The corona pandemic has forced cybercriminals to be more creative. Increasingly, they are using fake videos to scam people, businesses and organizations. They sometimes go as far as deepfaking or imitating the voice of a company’s CEO to shape their scams.
The FBI’s Internet Crime Complaint Center (IC3) warns against this.

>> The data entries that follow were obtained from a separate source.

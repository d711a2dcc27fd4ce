//! CLI argument definitions.

use std::path::PathBuf;

use clap::{Args, Parser, Subcommand, ValueEnum};
use clap_verbosity_flag::{Verbosity, WarnLevel};
use colorchoice_clap::Color;

use dpm_model::Granularity;
use dpm_shard::DEFAULT_MAX_RECORDS;

#[derive(Parser)]
#[command(
    name = "dpm",
    version,
    about = "Merge per-category clinical event exports into training shards",
    long_about = "Merge per-category clinical event exports into training shards.\n\n\
                  Reads diagnosis, lab and medication CSVs sorted by patient and time,\n\
                  merges them per patient, and writes control-character delimited\n\
                  samples for every label together with code and patient index tables."
)]
pub struct Cli {
    #[command(subcommand)]
    pub command: Command,

    /// Adjust log verbosity (-v for info, -vv for debug, -q for errors only).
    #[command(flatten)]
    pub verbosity: Verbosity<WarnLevel>,

    /// Control ANSI color output (auto, always, never).
    #[command(flatten)]
    pub color: Color,

    /// Explicit log level (overrides -v/-q flags).
    #[arg(long = "log-level", value_enum, global = true)]
    pub log_level: Option<LogLevelArg>,

    /// Log output format (pretty for human, json for machine parsing).
    #[arg(
        long = "log-format",
        value_enum,
        default_value = "pretty",
        global = true
    )]
    pub log_format: LogFormatArg,

    /// Write logs to a file instead of stderr.
    #[arg(long = "log-file", value_name = "PATH", global = true)]
    pub log_file: Option<PathBuf>,

    /// Allow patient identifiers in log output.
    #[arg(long = "log-data", global = true)]
    pub log_data: bool,
}

#[derive(Subcommand)]
pub enum Command {
    /// Ingest, merge and serialize an export folder into shards.
    Build(BuildArgs),

    /// Write merged patient groups as JSON lines.
    Merge(MergeArgs),

    /// Split an existing shard file into train / valid / test shards.
    Split(SplitArgs),

    /// Print statistics of a shard file.
    Stats(StatsArgs),

    /// List event categories and the file names they are read from.
    Categories,
}

#[derive(Args)]
pub struct IngestArgs {
    /// Sort each category file by patient and time instead of rejecting
    /// unsorted input.
    #[arg(long = "sort-input")]
    pub sort_input: bool,
}

#[derive(Args)]
pub struct RatioArgs {
    /// Share of samples written to train.shard.
    #[arg(long = "train-ratio", default_value_t = 0.9)]
    pub train_ratio: f64,

    /// Share of samples written to valid.shard.
    #[arg(long = "valid-ratio", default_value_t = 0.0)]
    pub valid_ratio: f64,

    /// Shuffle seed for a reproducible split.
    #[arg(long = "seed")]
    pub seed: Option<u64>,
}

#[derive(Parser)]
pub struct BuildArgs {
    /// Folder with the category CSVs, demographics.csv and labels.csv.
    #[arg(value_name = "INPUT_DIR")]
    pub input_dir: PathBuf,

    /// Output directory (default: <INPUT_DIR>/output).
    #[arg(long = "output-dir", value_name = "DIR")]
    pub output_dir: Option<PathBuf>,

    /// Width of the time bucket that forms one record.
    #[arg(long = "granularity", value_enum, default_value = "second")]
    pub granularity: GranularityArg,

    /// Drop samples with more records than this.
    #[arg(long = "max-records", default_value_t = DEFAULT_MAX_RECORDS)]
    pub max_records: usize,

    #[command(flatten)]
    pub ingest: IngestArgs,

    #[command(flatten)]
    pub ratios: RatioArgs,

    /// Only write shard_input; skip the train / valid / test split.
    #[arg(long = "no-split")]
    pub no_split: bool,
}

#[derive(Parser)]
pub struct MergeArgs {
    #[arg(value_name = "INPUT_DIR")]
    pub input_dir: PathBuf,

    /// JSON-lines output file.
    #[arg(long = "output", short = 'o', value_name = "FILE")]
    pub output: PathBuf,

    #[command(flatten)]
    pub ingest: IngestArgs,
}

#[derive(Parser)]
pub struct SplitArgs {
    #[arg(value_name = "SHARD_FILE")]
    pub shard_file: PathBuf,

    /// Output directory (default: the shard file's directory).
    #[arg(long = "output-dir", value_name = "DIR")]
    pub output_dir: Option<PathBuf>,

    #[command(flatten)]
    pub ratios: RatioArgs,
}

#[derive(Parser)]
pub struct StatsArgs {
    #[arg(value_name = "SHARD_FILE")]
    pub shard_file: PathBuf,
}

#[derive(Clone, Copy, ValueEnum)]
pub enum GranularityArg {
    Second,
    Minute,
    Hour,
    Day,
}

impl From<GranularityArg> for Granularity {
    fn from(arg: GranularityArg) -> Self {
        match arg {
            GranularityArg::Second => Granularity::Second,
            GranularityArg::Minute => Granularity::Minute,
            GranularityArg::Hour => Granularity::Hour,
            GranularityArg::Day => Granularity::Day,
        }
    }
}

/// CLI log level choices.
#[derive(Clone, Copy, ValueEnum)]
pub enum LogLevelArg {
    Error,
    Warn,
    Info,
    Debug,
    Trace,
}

/// CLI log format choices.
#[derive(Clone, Copy, ValueEnum)]
pub enum LogFormatArg {
    Pretty,
    Compact,
    Json,
}
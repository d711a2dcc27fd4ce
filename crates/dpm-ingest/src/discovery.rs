//! Input file discovery.

use std::collections::BTreeMap;
use std::path::{Path, PathBuf};

use dpm_model::EventCategory;

use crate::error::{IngestError, Result};

pub const DEMOGRAPHICS_STEM: &str = "demographics";
pub const LABELS_STEM: &str = "labels";

/// Files found in an input directory.
#[derive(Debug, Clone, Default)]
pub struct InputFiles {
    pub events: BTreeMap<EventCategory, PathBuf>,
    pub demographics: Option<PathBuf>,
    pub labels: Option<PathBuf>,
}

impl InputFiles {
    /// Categories with no event file.
    pub fn missing_categories(&self) -> Vec<EventCategory> {
        EventCategory::ALL
            .into_iter()
            .filter(|category| !self.events.contains_key(category))
            .collect()
    }
}

/// Lists all CSV files in a directory.
///
/// Returns files sorted by filename.
pub fn list_csv_files(dir: &Path) -> Result<Vec<PathBuf>> {
    if !dir.is_dir() {
        return Err(IngestError::DirectoryNotFound {
            path: dir.to_path_buf(),
        });
    }

    let mut files = Vec::new();

    let entries = std::fs::read_dir(dir).map_err(|e| IngestError::DirectoryRead {
        path: dir.to_path_buf(),
        source: e,
    })?;

    for entry_result in entries {
        let entry = entry_result.map_err(|e| IngestError::DirectoryRead {
            path: dir.to_path_buf(),
            source: e,
        })?;

        let path = entry.path();

        if !path.is_file() {
            continue;
        }

        let is_csv = path
            .extension()
            .and_then(|ext| ext.to_str())
            .is_some_and(|ext| ext.eq_ignore_ascii_case("csv"));

        if is_csv {
            files.push(path);
        }
    }

    files.sort_by(|a, b| a.file_name().cmp(&b.file_name()));

    Ok(files)
}

/// Match CSV files to event categories and side tables by file stem.
///
/// Stems compare case-insensitively; files that match nothing are ignored.
/// When two files share a stem (`Diagnosis.csv`, `diagnosis.csv`) the first
/// in filename order wins.
pub fn discover_input_files(dir: &Path) -> Result<InputFiles> {
    let mut found = InputFiles::default();
    for path in list_csv_files(dir)? {
        let stem = path
            .file_stem()
            .and_then(|v| v.to_str())
            .unwrap_or("")
            .to_ascii_lowercase();

        if stem == DEMOGRAPHICS_STEM {
            found.demographics.get_or_insert(path);
            continue;
        }
        if stem == LABELS_STEM {
            found.labels.get_or_insert(path);
            continue;
        }
        if let Some(category) = EventCategory::ALL
            .into_iter()
            .find(|category| category.file_stem() == stem)
        {
            found.events.entry(category).or_insert(path);
        }
    }
    Ok(found)
}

CEO fraud, fake invoices and fake videos
Due to the coronavirus, the advice was to work from home as much as possible. Working Netherlands responded to this on a large scale. Because we were less often on the shop floor, many consultations, meetings and get-togethers took place digitally. Employees used programs such as Zoom, Google Meet and Microsoft Teams for this.
This has not gone unnoticed by hackers and cybercriminals. Since the outbreak of the corona pandemic, Business Email Compromise (BEC) has been on the rise. IC3 says it received significantly more reports of BEC fraud between 2019 and 2021. The agency omits precise numbers or percentages.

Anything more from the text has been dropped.